**DATA SHOWN**
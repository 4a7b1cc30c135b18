// # geodnsd - Geo-DNS Daemon
//
// Thin integration layer for the geo-DNS reconciliation service. All
// reconciliation logic lives in geodns-core; this binary only:
// 1. Reads configuration from environment variables
// 2. Initializes tracing and the runtime
// 3. Registers backends and geo-lookups
// 4. Starts the reconciliation engine
//
// ## Configuration
//
// All configuration is done via environment variables:
//
// ### Service
// - `GEODNS_HOSTNAME`: DNS name the service itself is published under
// - `GEODNS_BACKEND_TYPE`: Backend type (logging)
//
// ### Geo lookup
// - `GEODNS_GEO_URL`: Base URL of the ip-api style lookup service
// - `GEODNS_GEO_TIMEOUT_SECS`: Lookup request timeout
//
// ### Pool
// - `GEODNS_MEMBERS`: Comma-separated pool entries, each `id=hostname` or a
//   bare hostname (the hostname doubles as the id)
//
// ### Engine
// - `GEODNS_POLL_PERIOD_SECS`: Reconciliation poll period
// - `GEODNS_REFRESH_INTERVAL_SECS`: Forced full-publish interval
// - `GEODNS_USE_HOSTNAMES`: Publish hostnames rather than IPs (true/false)
// - `GEODNS_INCLUDE_HOMELESS`: Include members without geography (true/false)
// - `GEODNS_LOG_LEVEL`: trace, debug, info, warn, error
//
// ## Example
//
// ```bash
// export GEODNS_HOSTNAME=geo.example.com
// export GEODNS_GEO_URL=http://ip-api.com/json
// export GEODNS_MEMBERS=eu=eu.example.com,us=us.example.com
//
// geodnsd
// ```

use std::env;
use std::process::ExitCode;
use std::sync::Arc;

use anyhow::Result;
use tracing::{Level, error, info};
use tracing_subscriber::FmtSubscriber;

use geodns_core::config::{BackendConfig, EngineConfig, GeoDnsConfig, GeoLookupConfig};
use geodns_core::traits::Member;
use geodns_core::{
    BackendRegistry, GeoDnsEngine, StaticMembershipSource, SystemNameResolver,
};

/// Exit codes for different termination scenarios
///
/// These codes follow systemd conventions:
/// - 0: Clean shutdown
/// - 1: Configuration or startup error
/// - 2: Runtime error (unexpected)
#[derive(Debug, Clone, Copy)]
enum GeoDnsExitCode {
    CleanShutdown = 0,
    ConfigError = 1,
    RuntimeError = 2,
}

impl From<GeoDnsExitCode> for ExitCode {
    fn from(code: GeoDnsExitCode) -> Self {
        ExitCode::from(code as u8)
    }
}

/// Application configuration
struct Config {
    hostname: String,
    backend_type: String,
    geo_url: String,
    geo_timeout_secs: u64,
    members: Vec<(String, String)>,
    poll_period_secs: Option<u64>,
    refresh_interval_secs: Option<u64>,
    use_hostnames: bool,
    include_homeless: bool,
    log_level: String,
}

impl Config {
    /// Load configuration from environment variables
    fn from_env() -> Result<Self> {
        Ok(Self {
            hostname: env::var("GEODNS_HOSTNAME")?,
            backend_type: env::var("GEODNS_BACKEND_TYPE")
                .unwrap_or_else(|_| "logging".to_string()),
            geo_url: env::var("GEODNS_GEO_URL")
                .unwrap_or_else(|_| "http://ip-api.com/json".to_string()),
            geo_timeout_secs: env::var("GEODNS_GEO_TIMEOUT_SECS")
                .ok()
                .and_then(|s| s.parse().ok())
                .unwrap_or(10),
            members: env::var("GEODNS_MEMBERS")
                .unwrap_or_default()
                .split(',')
                .map(|s| s.trim())
                .filter(|s| !s.is_empty())
                .map(|entry| match entry.split_once('=') {
                    Some((id, host)) => (id.trim().to_string(), host.trim().to_string()),
                    None => (entry.to_string(), entry.to_string()),
                })
                .collect(),
            poll_period_secs: env::var("GEODNS_POLL_PERIOD_SECS")
                .ok()
                .map(|s| s.parse().unwrap_or(30)),
            refresh_interval_secs: env::var("GEODNS_REFRESH_INTERVAL_SECS")
                .ok()
                .map(|s| s.parse().unwrap_or(3600)),
            use_hostnames: env::var("GEODNS_USE_HOSTNAMES")
                .map(|s| s != "false" && s != "0")
                .unwrap_or(true),
            include_homeless: env::var("GEODNS_INCLUDE_HOMELESS")
                .map(|s| s == "true" || s == "1")
                .unwrap_or(false),
            log_level: env::var("GEODNS_LOG_LEVEL").unwrap_or_else(|_| "info".to_string()),
        })
    }

    /// Validate the configuration
    fn validate(&self) -> Result<()> {
        if self.hostname.is_empty() {
            anyhow::bail!(
                "GEODNS_HOSTNAME is required. \
                Set it via: export GEODNS_HOSTNAME=geo.example.com"
            );
        }
        self.validate_domain_name(&self.hostname)?;

        match self.backend_type.as_str() {
            "logging" => {}
            _ => anyhow::bail!(
                "GEODNS_BACKEND_TYPE '{}' is not supported. \
                Supported backends: logging",
                self.backend_type
            ),
        }

        if !self.geo_url.starts_with("http://") && !self.geo_url.starts_with("https://") {
            anyhow::bail!(
                "GEODNS_GEO_URL must use HTTP or HTTPS scheme. Got: {}",
                self.geo_url
            );
        }

        if self.geo_timeout_secs == 0 || self.geo_timeout_secs > 300 {
            anyhow::bail!(
                "GEODNS_GEO_TIMEOUT_SECS must be between 1 and 300. Got: {}",
                self.geo_timeout_secs
            );
        }

        if self.members.is_empty() {
            anyhow::bail!(
                "GEODNS_MEMBERS must contain at least one entry. \
                Set it via: export GEODNS_MEMBERS=eu=eu.example.com,us=us.example.com"
            );
        }
        for (_, host) in &self.members {
            self.validate_domain_name(host)?;
        }

        if let Some(period) = self.poll_period_secs
            && !(1..=3600).contains(&period)
        {
            anyhow::bail!(
                "GEODNS_POLL_PERIOD_SECS must be between 1 and 3600. Got: {}",
                period
            );
        }

        match self.log_level.to_lowercase().as_str() {
            "trace" | "debug" | "info" | "warn" | "error" => {}
            _ => anyhow::bail!(
                "GEODNS_LOG_LEVEL '{}' is not valid. \
                Valid levels: trace, debug, info, warn, error",
                self.log_level
            ),
        }

        Ok(())
    }

    /// Validate that a string is a valid domain name (or IP literal)
    ///
    /// Basic RFC 1035 label checks; not comprehensive, but catches common
    /// mistakes before the engine starts polling with them.
    fn validate_domain_name(&self, domain: &str) -> Result<()> {
        if domain.is_empty() {
            anyhow::bail!("Domain name cannot be empty");
        }

        if domain.parse::<std::net::IpAddr>().is_ok() {
            return Ok(());
        }

        if domain.len() > 253 {
            anyhow::bail!(
                "Domain name too long: {} chars (max 253). Got: {}",
                domain.len(),
                domain
            );
        }

        for label in domain.split('.') {
            if label.is_empty() {
                anyhow::bail!("Domain name has empty label: '{}'", domain);
            }
            if label.len() > 63 {
                anyhow::bail!(
                    "Domain label too long: {} chars (max 63). Label: '{}'",
                    label.len(),
                    label
                );
            }
            if !label.chars().all(|c| c.is_alphanumeric() || c == '-') {
                anyhow::bail!(
                    "Domain label contains invalid characters. Label: '{}'. \
                    Valid: alphanumeric and hyphen only.",
                    label
                );
            }
            if label.starts_with('-') || label.ends_with('-') {
                anyhow::bail!(
                    "Domain label cannot start or end with hyphen. Label: '{}'",
                    label
                );
            }
        }

        Ok(())
    }

    /// Translate into the core configuration
    fn to_core_config(&self) -> GeoDnsConfig {
        let mut engine = EngineConfig {
            use_hostnames: self.use_hostnames,
            include_homeless_entities: self.include_homeless,
            ..EngineConfig::default()
        };
        if let Some(period) = self.poll_period_secs {
            engine.poll_period_secs = period;
        }
        if let Some(interval) = self.refresh_interval_secs {
            engine.refresh_interval_secs = interval;
        }

        GeoDnsConfig {
            backend: BackendConfig::Logging {
                hostname: self.hostname.clone(),
            },
            geo_lookup: GeoLookupConfig::Http {
                url: self.geo_url.clone(),
                timeout_secs: self.geo_timeout_secs,
            },
            engine,
        }
    }
}

fn main() -> ExitCode {
    // Load configuration from environment
    let config = match Config::from_env() {
        Ok(cfg) => cfg,
        Err(e) => {
            eprintln!("Configuration error: {}", e);
            return GeoDnsExitCode::ConfigError.into();
        }
    };

    // Validate configuration
    if let Err(e) = config.validate() {
        eprintln!("Configuration validation error: {}", e);
        return GeoDnsExitCode::ConfigError.into();
    }

    // Initialize tracing
    let log_level = match config.log_level.to_lowercase().as_str() {
        "trace" => Level::TRACE,
        "debug" => Level::DEBUG,
        "info" => Level::INFO,
        "warn" => Level::WARN,
        "error" => Level::ERROR,
        _ => Level::INFO,
    };

    let subscriber = FmtSubscriber::builder().with_max_level(log_level).finish();

    if let Err(e) = tracing::subscriber::set_global_default(subscriber) {
        eprintln!("Failed to set tracing subscriber: {}", e);
        return GeoDnsExitCode::ConfigError.into();
    }

    info!("Starting geodnsd daemon");
    info!(
        "Configuration loaded: {} member(s), publishing as {}",
        config.members.len(),
        config.hostname
    );

    // Enter tokio runtime
    let rt = match tokio::runtime::Builder::new_multi_thread()
        .enable_all()
        .build()
    {
        Ok(runtime) => runtime,
        Err(e) => {
            error!("Failed to create tokio runtime: {}", e);
            return GeoDnsExitCode::RuntimeError.into();
        }
    };

    let result = rt.block_on(async {
        if let Err(e) = run_daemon(config).await {
            error!("Daemon error: {}", e);
            GeoDnsExitCode::RuntimeError
        } else {
            GeoDnsExitCode::CleanShutdown
        }
    });

    result.into()
}

/// Run the daemon
async fn run_daemon(config: Config) -> Result<()> {
    // Create the component registry and register built-ins
    let registry = BackendRegistry::new();
    registry.register_backend(
        "logging",
        Box::new(geodns_core::backend::LoggingBackendFactory),
    );

    #[cfg(feature = "geo-http")]
    {
        info!("Registering HTTP geo-lookup");
        geodns_geo_http::register(&registry);
    }

    let core_config = config.to_core_config();
    let backend = registry.create_backend(&core_config.backend)?;
    let geo_lookup: Arc<dyn geodns_core::GeoLookup> =
        Arc::from(registry.create_geo_lookup(&core_config.geo_lookup)?);

    let pool: Vec<Member> = config
        .members
        .iter()
        .map(|(id, host)| Member::new(id.as_str()).with_hostname(host.clone()))
        .collect();
    for member in &pool {
        info!("Monitoring member: {}", member.id);
    }
    let membership = StaticMembershipSource::new(pool);

    let (engine, _events) = GeoDnsEngine::new(
        Box::new(membership),
        backend,
        Arc::new(SystemNameResolver),
        geo_lookup,
        core_config,
    )?;

    info!("Starting reconciliation engine");
    engine.run().await?;

    Ok(())
}

#[cfg(test)]
mod tests {
    use super::*;

    fn minimal() -> Config {
        Config {
            hostname: "geo.example.com".to_string(),
            backend_type: "logging".to_string(),
            geo_url: "http://ip-api.com/json".to_string(),
            geo_timeout_secs: 10,
            members: vec![("eu".to_string(), "eu.example.com".to_string())],
            poll_period_secs: None,
            refresh_interval_secs: None,
            use_hostnames: true,
            include_homeless: false,
            log_level: "info".to_string(),
        }
    }

    #[test]
    fn minimal_config_validates() {
        assert!(minimal().validate().is_ok());
    }

    #[test]
    fn empty_pool_rejected() {
        let mut config = minimal();
        config.members.clear();
        assert!(config.validate().is_err());
    }

    #[test]
    fn bad_domain_rejected() {
        let mut config = minimal();
        config.members = vec![("x".to_string(), "bad_domain!".to_string())];
        assert!(config.validate().is_err());
    }

    #[test]
    fn ip_literal_member_accepted() {
        let mut config = minimal();
        config.members = vec![("x".to_string(), "203.0.113.7".to_string())];
        assert!(config.validate().is_ok());
    }

    #[test]
    fn unknown_backend_rejected() {
        let mut config = minimal();
        config.backend_type = "route53".to_string();
        assert!(config.validate().is_err());
    }

    #[test]
    fn core_config_carries_policy() {
        let mut config = minimal();
        config.use_hostnames = false;
        config.include_homeless = true;
        config.poll_period_secs = Some(5);

        let core = config.to_core_config();
        assert!(!core.engine.use_hostnames);
        assert!(core.engine.include_homeless_entities);
        assert_eq!(core.engine.poll_period_secs, 5);
        assert!(core.validate().is_ok());
    }
}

**TASK DIRECTIONS**
Up to and including the line with "Forced full-publish interval", repeat the data exactly, starting from its first line; nothing else belongs in the response.

**SOLUTION FOR THIS PROBLEM**
repository 4a7b1cc30c135b18
// # geodnsd - Geo-DNS Daemon
//
// Thin integration layer for the geo-DNS reconciliation service. All
// reconciliation logic lives in geodns-core; this binary only:
// 1. Reads configuration from environment variables
// 2. Initializes tracing and the runtime
// 3. Registers backends and geo-lookups
// 4. Starts the reconciliation engine
//
// ## Configuration
//
// All configuration is done via environment variables:
//
// ### Service
// - `GEODNS_HOSTNAME`: DNS name the service itself is published under
// - `GEODNS_BACKEND_TYPE`: Backend type (logging)
//
// ### Geo lookup
// - `GEODNS_GEO_URL`: Base URL of the ip-api style lookup service
// - `GEODNS_GEO_TIMEOUT_SECS`: Lookup request timeout
//
// ### Pool
// - `GEODNS_MEMBERS`: Comma-separated pool entries, each `id=hostname` or a
//   bare hostname (the hostname doubles as the id)
//
// ### Engine
// - `GEODNS_POLL_PERIOD_SECS`: Reconciliation poll period
// - `GEODNS_REFRESH_INTERVAL_SECS`: Forced full-publish interval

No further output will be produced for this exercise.